The actual stuff with the farm and the Amazons was mostly pretty good I thought. I feel like I called Nora's arc ages ago, but it was still satisfying to see go down. Roxanne's public meltdown was loving hilarious, in a good way.

The action was nicely shot, for the most part, though I'm not the only one who noticed some shonky, seemingly last minute edits on a few of the talky scenes, right?

And it was just nice to see expansive outdoor shooting in a year where that really hasn't been a thing at all.

DrBouvenstein posted:

Enjoyed the latest episode a lot more than the one before, but one question:

Was I supposed to be able to tell who was getting shot in those last few scenes? Other than the former Secretary trying to do the coup getting capped in the head, I couldn't tell if I should recognize the other victims...including the woman that Kim ended up stabbing at the end to protect Christine.

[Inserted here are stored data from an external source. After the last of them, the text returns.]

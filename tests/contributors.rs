//! End-to-end tests: the real router wired to a `GithubClient` pointed at a
//! wiremock stand-in for the GitHub commits API.

use std::sync::Arc;

use axum::body::{to_bytes, Body};
use axum::http::{Request, StatusCode};
use axum::Router;
use serde_json::{json, Value};
use tower::ServiceExt;
use wiremock::matchers::{header, method, path, query_param};
use wiremock::{Mock, MockServer, ResponseTemplate};

use gh_contributors::github::{GithubClient, USER_AGENT};
use gh_contributors::resolver::SharedResolver;
use gh_contributors::routes;

const CONTRIBUTORS_URI: &str = "/api/v1/testOwner/testRepo/contributors";

fn app(api_url: &str) -> Router {
    let resolver: SharedResolver = Arc::new(GithubClient::new(api_url, None).unwrap());
    routes::create_router(resolver)
}

async fn get(app: Router, uri: &str) -> (StatusCode, Value) {
    let response = app
        .oneshot(Request::builder().uri(uri).body(Body::empty()).unwrap())
        .await
        .unwrap();

    let status = response.status();
    let bytes = to_bytes(response.into_body(), usize::MAX).await.unwrap();
    (status, serde_json::from_slice(&bytes).unwrap())
}

async fn mock_commits(server: &MockServer, template: ResponseTemplate) {
    Mock::given(method("GET"))
        .and(path("/repos/testOwner/testRepo/commits"))
        .and(query_param("per_page", "100"))
        .and(header("User-Agent", USER_AGENT))
        .respond_with(template)
        .mount(server)
        .await;
}

#[tokio::test]
async fn returns_distinct_contributors_for_a_repository() {
    let server = MockServer::start().await;
    let body = json!([
        { "sha": "7fd1a60b", "author": { "login": "user1" }, "committer": { "login": "committer1" } },
        { "sha": "76294131", "author": { "login": "user2" }, "committer": { "login": "committer2" } },
        { "sha": "553c2077", "author": { "login": "user3" }, "committer": { "login": "committer3" } },
    ]);
    mock_commits(&server, ResponseTemplate::new(200).set_body_json(body)).await;

    let (status, body) = get(app(&server.uri()), CONTRIBUTORS_URI).await;

    assert_eq!(status, StatusCode::OK);
    assert_eq!(
        body,
        json!(["user1", "committer1", "user2", "committer2", "user3", "committer3"])
    );
}

#[tokio::test]
async fn shared_author_and_committer_appear_once() {
    let server = MockServer::start().await;
    let body = json!([
        { "author": { "login": "user1" }, "committer": { "login": "user1" } },
        { "author": { "login": "user1" }, "committer": { "login": "user2" } },
    ]);
    mock_commits(&server, ResponseTemplate::new(200).set_body_json(body)).await;

    let (status, body) = get(app(&server.uri()), CONTRIBUTORS_URI).await;

    assert_eq!(status, StatusCode::OK);
    assert_eq!(body, json!(["user1", "user2"]));
}

#[tokio::test]
async fn unknown_repository_yields_404_with_error_body() {
    let server = MockServer::start().await;
    mock_commits(&server, ResponseTemplate::new(404)).await;

    let (status, body) = get(app(&server.uri()), CONTRIBUTORS_URI).await;

    assert_eq!(status, StatusCode::NOT_FOUND);
    assert_eq!(body, json!({ "error": "Repository 'testOwner/testRepo' not found" }));
}

#[tokio::test]
async fn upstream_server_error_yields_404_with_error_body() {
    let server = MockServer::start().await;
    mock_commits(&server, ResponseTemplate::new(500)).await;

    let (status, body) = get(app(&server.uri()), CONTRIBUTORS_URI).await;

    assert_eq!(status, StatusCode::NOT_FOUND);
    assert_eq!(
        body,
        json!({ "error": "Error fetching contributors: Internal Server Error" })
    );
}

#[tokio::test]
async fn repository_without_commits_yields_404_with_error_body() {
    let server = MockServer::start().await;
    mock_commits(&server, ResponseTemplate::new(200).set_body_raw("[]", "application/json")).await;

    let (status, body) = get(app(&server.uri()), CONTRIBUTORS_URI).await;

    assert_eq!(status, StatusCode::NOT_FOUND);
    assert_eq!(body, json!({ "error": "No commits found" }));
}

#[tokio::test]
async fn malformed_payload_yields_404_with_error_body() {
    let server = MockServer::start().await;
    mock_commits(&server, ResponseTemplate::new(200).set_body_raw("{}", "application/json")).await;

    let (status, body) = get(app(&server.uri()), CONTRIBUTORS_URI).await;

    assert_eq!(status, StatusCode::NOT_FOUND);
    let message = body["error"].as_str().unwrap();
    assert!(message.starts_with("Error deserialising response: "), "got: {message}");
}

#[tokio::test]
async fn unreachable_upstream_yields_404_through_the_error_boundary() {
    // Nothing listens here; the transport fault escapes the resolver and is
    // mapped by the boundary, so the body carries `message` rather than
    // `error`.
    let (status, body) = get(app("http://127.0.0.1:1"), CONTRIBUTORS_URI).await;

    assert_eq!(status, StatusCode::NOT_FOUND);
    assert!(body.get("message").is_some());
    assert!(body.get("error").is_none());
}

#[tokio::test]
async fn unmatched_paths_fall_through_to_404() {
    let server = MockServer::start().await;

    let (status, body) = get(app(&server.uri()), "/api/v1/testOwner").await;

    assert_eq!(status, StatusCode::NOT_FOUND);
    assert_eq!(body, json!({ "message": "Not found: /api/v1/testOwner" }));
}

#[tokio::test]
async fn identical_requests_yield_identical_outcomes() {
    let server = MockServer::start().await;
    let body = json!([
        { "author": { "login": "user1" }, "committer": { "login": "user2" } },
    ]);
    mock_commits(&server, ResponseTemplate::new(200).set_body_json(body)).await;

    let app = app(&server.uri());
    let first = get(app.clone(), CONTRIBUTORS_URI).await;
    let second = get(app, CONTRIBUTORS_URI).await;

    assert_eq!(first, second);
}
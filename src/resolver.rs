//! The contributor-resolution seam between the HTTP layer and GitHub.
//!
//! Handlers depend on the `ContributorResolver` trait rather than on the
//! concrete GitHub client, so tests can swap in a stub. The resolver reports
//! ordinary failures (unknown repository, empty history, bad payload) as
//! `Failure` values inside `Outcome`; only faults outside that taxonomy
//! (transport errors) travel through the outer `AppError` channel.

use std::sync::Arc;

use async_trait::async_trait;
use thiserror::Error;

use crate::error::Result;

/// Owner/repo pair extracted from the request path.
#[derive(Debug, Clone, PartialEq, Eq)]
pub struct ContributorQuery {
    pub owner: String,
    pub repo: String,
}

/// Ordinary, user-visible failure modes of contributor resolution.
///
/// The `Display` strings are the messages returned to API callers.
#[derive(Error, Debug, Clone, PartialEq, Eq)]
pub enum Failure {
    #[error("Owner is required")]
    OwnerRequired,

    #[error("Repository is required")]
    RepositoryRequired,

    #[error("Repository '{owner}/{repo}' not found")]
    RepositoryNotFound { owner: String, repo: String },

    #[error("Error fetching contributors: {0}")]
    UpstreamStatus(String),

    #[error("No commits found")]
    NoCommits,

    #[error("Error deserialising response: {0}")]
    Deserialise(String),
}

/// Distinct contributor logins on success, a `Failure` otherwise.
pub type Outcome = std::result::Result<Vec<String>, Failure>;

#[async_trait]
pub trait ContributorResolver: Send + Sync {
    async fn contributors(&self, query: ContributorQuery) -> Result<Outcome>;
}

pub type SharedResolver = Arc<dyn ContributorResolver>;
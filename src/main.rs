//! Contributors API - distinct contributor logins for a GitHub repository
//!
//! # Usage
//! ```bash
//! gh-contributors                          # Serve on 127.0.0.1:8080
//! gh-contributors --port 3001              # Serve on a different port
//! gh-contributors --api-url http://mock:80 # Point at a different API host
//! ```

use std::sync::Arc;

use clap::Parser;
use tower_http::cors::{Any, CorsLayer};
use tower_http::trace::TraceLayer;
use tracing_subscriber::{layer::SubscriberExt, util::SubscriberInitExt};

use gh_contributors::github::GithubClient;
use gh_contributors::resolver::SharedResolver;
use gh_contributors::routes;

/// Contributors API - serve the distinct contributors of GitHub repositories
#[derive(Parser)]
#[command(name = "gh-contributors")]
#[command(about = "HTTP API returning the distinct contributors of a GitHub repository", long_about = None)]
struct Cli {
    /// Port to run the server on
    #[arg(short, long, default_value = "8080")]
    port: u16,

    /// Base URL of the GitHub REST API
    #[arg(long, default_value = "https://api.github.com")]
    api_url: String,

    /// Personal access token for authenticated GitHub requests
    #[arg(long, env = "GITHUB_TOKEN")]
    token: Option<String>,
}

#[tokio::main]
async fn main() -> anyhow::Result<()> {
    let cli = Cli::parse();

    // Initialize tracing
    tracing_subscriber::registry()
        .with(tracing_subscriber::EnvFilter::new(
            std::env::var("RUST_LOG").unwrap_or_else(|_| "info".into()),
        ))
        .with(tracing_subscriber::fmt::layer())
        .init();

    let client = match GithubClient::new(cli.api_url.as_str(), cli.token.as_deref()) {
        Ok(c) => c,
        Err(e) => {
            eprintln!("Failed to build GitHub client: {}", e);
            std::process::exit(1);
        }
    };
    let resolver: SharedResolver = Arc::new(client);

    // CORS configuration
    let cors = CorsLayer::new()
        .allow_origin(Any)
        .allow_methods(Any)
        .allow_headers(Any);

    let app = routes::create_router(resolver)
        .layer(cors)
        .layer(TraceLayer::new_for_http());

    // Bind to the port
    let addr = format!("127.0.0.1:{}", cli.port);
    let listener = match tokio::net::TcpListener::bind(&addr).await {
        Ok(l) => l,
        Err(e) => {
            eprintln!("Failed to bind to port {}: {}", cli.port, e);
            eprintln!("Try a different port with --port <PORT>");
            std::process::exit(1);
        }
    };

    tracing::info!(%addr, api_url = %cli.api_url, "listening");

    // Set up graceful shutdown
    let shutdown = async {
        tokio::signal::ctrl_c()
            .await
            .expect("Failed to listen for Ctrl+C");
        tracing::info!("shutting down");
    };

    axum::serve(listener, app)
        .with_graceful_shutdown(shutdown)
        .await?;

    Ok(())
}
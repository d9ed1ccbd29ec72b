use axum::{
    extract::{Path, State},
    http::StatusCode,
    response::{IntoResponse, Response},
    routing::get,
    Json, Router,
};
use serde_json::json;

use crate::error::Result;
use crate::resolver::{ContributorQuery, SharedResolver};

pub fn routes(resolver: SharedResolver) -> Router {
    Router::new()
        .route("/api/v1/{owner}/{repo}/contributors", get(get_contributors))
        .with_state(resolver)
}

async fn get_contributors(
    State(resolver): State<SharedResolver>,
    Path((owner, repo)): Path<(String, String)>,
) -> Result<Response> {
    let outcome = resolver.contributors(ContributorQuery { owner, repo }).await?;

    Ok(match outcome {
        Ok(logins) => (StatusCode::OK, Json(logins)).into_response(),
        Err(failure) => {
            (StatusCode::NOT_FOUND, Json(json!({ "error": failure.to_string() }))).into_response()
        }
    })
}
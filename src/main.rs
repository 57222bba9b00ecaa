use std::net::SocketAddr;
use tracing_subscriber::EnvFilter;

mod cli;

#[tokio::main]
async fn main() {
    tracing_subscriber::fmt()
        .with_env_filter(
            EnvFilter::try_from_default_env().unwrap_or_else(|_| EnvFilter::new("info")),
        )
        .init();

    let (addr, config): (SocketAddr, _) = match cli::run() {
        cli::RunOutcome::Serve { addr, config } => (addr, config),
        cli::RunOutcome::Exit(code) => std::process::exit(code),
    };

    if let Err(err) = wattpush::serve(addr, config).await {
        tracing::error!(%err, "server error");
        std::process::exit(1);
    }
}
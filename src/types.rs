pub mod notification;
pub mod push;
pub mod session;
//! reqwest adapter for the notification backend's REST API.
//!
//! Every request carries the session cookie and a JSON content type; any
//! non-2xx answer becomes [`BackendError::Status`] with the response text.

use crate::error::BackendError;
use crate::ports::NotificationBackend;
use crate::types::notification::NotificationItem;
use crate::types::push::{
    Ack, PermissionState, PushSubscription, UnsubscribeRequest, VapidPublicKey,
};
use crate::types::session::{AcceptTermsRequest, EnableNotificationsRequest, Me};

use reqwest::header::{CONTENT_TYPE, COOKIE, HeaderMap, HeaderValue};
use reqwest::{Client, Method, Url};
use serde::Serialize;
use serde::de::DeserializeOwned;

pub const PERMISSION_HEADER: &str = "x-notification-permission";

#[derive(Debug, Clone)]
pub struct HttpBackend {
    client: Client,
    base: Url,
}

#[derive(Debug, Default)]
pub struct HttpBackendOptions {
    /// Raw `Cookie` header value, e.g. `wattpush_session=<token>`.
    pub session_cookie: Option<String>,
    /// Browser permission reported to `/api/me`.
    pub permission: Option<PermissionState>,
}

impl HttpBackend {
    pub fn new(base: Url, options: HttpBackendOptions) -> Result<Self, BackendError> {
        let mut headers = HeaderMap::new();
        headers.insert(CONTENT_TYPE, HeaderValue::from_static("application/json"));
        if let Some(cookie) = options.session_cookie.as_deref() {
            let value = HeaderValue::from_str(cookie)
                .map_err(|err| BackendError::Transport(format!("invalid session cookie: {err}")))?;
            headers.insert(COOKIE, value);
        }
        if let Some(permission) = options.permission {
            headers.insert(
                PERMISSION_HEADER,
                HeaderValue::from_static(permission.as_str()),
            );
        }
        let client = Client::builder()
            .default_headers(headers)
            .build()
            .map_err(transport)?;
        Ok(Self { client, base })
    }

    fn url(&self, path: &str) -> Result<Url, BackendError> {
        self.base
            .join(path)
            .map_err(|err| BackendError::InvalidRequest(format!("invalid url '{path}': {err}")))
    }

    /// `/api/notifications/{id}/read` with `id` percent-encoded as a single
    /// path segment. Dot segments cannot survive URL normalisation.
    fn notification_read_url(&self, id: &str) -> Result<Url, BackendError> {
        if matches!(id, "" | "." | "..") {
            return Err(BackendError::InvalidRequest(format!(
                "invalid notification id '{id}'"
            )));
        }
        let mut url = self.url("/api/notifications/")?;
        url.path_segments_mut()
            .map_err(|_| {
                BackendError::InvalidRequest(format!("base url '{}' cannot carry a path", self.base))
            })?
            .pop_if_empty()
            .push(id)
            .push("read");
        Ok(url)
    }

    async fn request<T, R>(&self, method: Method, url: Url, body: Option<&T>) -> Result<R, BackendError>
    where
        T: Serialize + ?Sized,
        R: DeserializeOwned,
    {
        let mut request = self.client.request(method, url);
        if let Some(body) = body {
            let encoded = serde_json::to_vec(body)
                .map_err(|err| BackendError::Transport(format!("failed to encode body: {err}")))?;
            request = request.body(encoded);
        }

        let response = request.send().await.map_err(transport)?;
        let status = response.status();
        let bytes = response.bytes().await.map_err(transport)?;
        if !status.is_success() {
            return Err(BackendError::Status {
                status: status.as_u16(),
                body: String::from_utf8_lossy(&bytes).into_owned(),
            });
        }

        serde_json::from_slice(&bytes).map_err(|err| BackendError::Decode(err.to_string()))
    }

    async fn get<R: DeserializeOwned>(&self, path: &str) -> Result<R, BackendError> {
        self.request::<(), R>(Method::GET, self.url(path)?, None).await
    }

    async fn post<T: Serialize + ?Sized>(&self, path: &str, body: Option<&T>) -> Result<(), BackendError> {
        self.post_url(self.url(path)?, body).await
    }

    async fn post_url<T: Serialize + ?Sized>(&self, url: Url, body: Option<&T>) -> Result<(), BackendError> {
        let _: Ack = self.request(Method::POST, url, body).await?;
        Ok(())
    }
}

fn transport(err: reqwest::Error) -> BackendError {
    BackendError::Transport(err.to_string())
}

impl NotificationBackend for HttpBackend {
    async fn me(&self) -> Result<Me, BackendError> {
        self.get("/api/me").await
    }

    async fn accept_terms(&self) -> Result<(), BackendError> {
        self.post("/api/terms/accept", Some(&AcceptTermsRequest { accept: true }))
            .await
    }

    async fn vapid_public_key(&self) -> Result<VapidPublicKey, BackendError> {
        self.get("/api/notifications/webpush/vapid-public-key").await
    }

    async fn register_subscription(
        &self,
        subscription: &PushSubscription,
    ) -> Result<(), BackendError> {
        self.post("/api/notifications/webpush/subscribe", Some(subscription))
            .await
    }

    async fn revoke_subscription(&self, endpoint: &str) -> Result<(), BackendError> {
        let body = UnsubscribeRequest {
            endpoint: endpoint.to_string(),
        };
        self.post("/api/notifications/webpush/unsubscribe", Some(&body))
            .await
    }

    async fn list_notifications(&self) -> Result<Vec<NotificationItem>, BackendError> {
        self.get("/api/notifications").await
    }

    async fn mark_read(&self, id: &str) -> Result<(), BackendError> {
        let url = self.notification_read_url(id)?;
        self.post_url::<()>(url, None).await
    }

    async fn mark_all_read(&self) -> Result<(), BackendError> {
        self.post::<()>("/api/notifications/read-all", None).await
    }

    async fn enable_notifications(&self) -> Result<(), BackendError> {
        let body = EnableNotificationsRequest { enable: true };
        self.post("/api/notifications/enable", Some(&body)).await
    }
}
//! Navigation guard that keeps users with unaccepted policy terms on the
//! terms screens. Evaluated on every navigation from a fresh identity probe.

use crate::error::BackendError;
use crate::ports::NotificationBackend;
use crate::types::session::Me;

use serde::Serialize;

pub const ACCEPT_TERMS_PATH: &str = "/accept-terms";
pub const PUBLIC_PATHS: [&str; 3] = ["/privacy", "/terms", ACCEPT_TERMS_PATH];
/// See Other: the redirected request is re-issued as a GET.
pub const REDIRECT_STATUS: u16 = 303;

#[derive(Debug, Clone, PartialEq, Eq, Serialize)]
pub struct LayoutData {
    pub me: Option<Me>,
    pub needs_terms: bool,
}

#[derive(Debug, Clone, PartialEq, Eq)]
pub enum Navigation {
    Proceed(LayoutData),
    Redirect { status: u16, location: &'static str },
}

pub fn is_public_path(path: &str) -> bool {
    PUBLIC_PATHS.contains(&path)
}

/// Decides a navigation from the probe result. A failed probe renders the
/// anonymous shell instead of blocking the user.
pub fn evaluate(probe: Result<Me, BackendError>, path: &str) -> Navigation {
    let me = match probe {
        Ok(me) => me,
        Err(err) => {
            tracing::warn!(error = %err, "identity probe failed, continuing anonymously");
            return Navigation::Proceed(LayoutData {
                me: None,
                needs_terms: false,
            });
        }
    };

    let needs_terms = me.terms_required && !me.terms_state().is_satisfied();
    if needs_terms && !is_public_path(path) {
        return Navigation::Redirect {
            status: REDIRECT_STATUS,
            location: ACCEPT_TERMS_PATH,
        };
    }

    Navigation::Proceed(LayoutData {
        me: Some(me),
        needs_terms,
    })
}

pub async fn guard<B: NotificationBackend>(backend: &B, path: &str) -> Navigation {
    evaluate(backend.me().await, path)
}
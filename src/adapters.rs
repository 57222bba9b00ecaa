use std::pin::Pin;
use std::sync::Arc;

use time::OffsetDateTime;

use crate::ports;
use crate::types::push::{PushSubscription, VapidConfig};

#[derive(Debug, Clone, Copy, Default)]
pub struct SystemTimeProvider;

impl ports::TimeProvider for SystemTimeProvider {
    fn now(&self) -> OffsetDateTime {
        OffsetDateTime::now_utc()
    }
}

/// Delivers encrypted (`aes128gcm`), VAPID-signed payloads via `web-push`.
#[derive(Clone)]
pub struct WebPushSender {
    vapid: VapidConfig,
    client: Arc<web_push::WebPushClient>,
}

impl WebPushSender {
    pub fn new(vapid: VapidConfig) -> Result<Self, web_push::WebPushError> {
        let client = web_push::WebPushClient::new()?;
        Ok(Self {
            vapid,
            client: Arc::new(client),
        })
    }
}

impl ports::PushSender for WebPushSender {
    type Error = web_push::WebPushError;
    type Fut<'a>
        = Pin<Box<dyn Future<Output = Result<(), Self::Error>> + Send + 'a>>
    where
        Self: 'a;

    fn send<'a>(&'a self, subscription: &'a PushSubscription, payload: &'a [u8]) -> Self::Fut<'a> {
        Box::pin(async move {
            let subscription_info = web_push::SubscriptionInfo::new(
                subscription.endpoint.clone(),
                subscription.keys.p256dh.clone(),
                subscription.keys.auth.clone(),
            );
            let mut builder = web_push::WebPushMessageBuilder::new(&subscription_info)?;
            builder.set_payload(web_push::ContentEncoding::Aes128Gcm, payload);
            let mut signature_builder = web_push::VapidSignatureBuilder::from_base64(
                &self.vapid.private_key,
                web_push::URL_SAFE_NO_PAD,
                &subscription_info,
            )?;
            signature_builder.add_claim("sub", self.vapid.subject.as_str());
            builder.set_vapid_signature(signature_builder.build()?);
            self.client.send(builder.build()?).await?;
            Ok(())
        })
    }

    fn is_gone(error: &Self::Error) -> bool {
        matches!(
            error,
            web_push::WebPushError::EndpointNotValid { .. }
                | web_push::WebPushError::EndpointNotFound { .. }
        )
    }
}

IIRC Kimber stabbed one of the other Republican wives, the one she bartered materials off of before and tried to get on side when she was first agitating for a coup. I suspect it's meant to indicate that she's all in on the baby train.

I reckon that the climactic shooting sequences, from episode nine, were purposefully confusing -- in that it's not clear if the friendly fire was deliberate or something more calculated.

That entire plotline was pretty bad though, and I'm glad that it's basically done. The way the politicians were reacting to The Big Reveal was hilariously petty and fickle, particularly the general. And I feel like Beth suddenly developed an entire personality offscreen. The finale's attempts to backfill some sort of political consciousness into the character was basically laughable. It was a complication that the show just didn't need.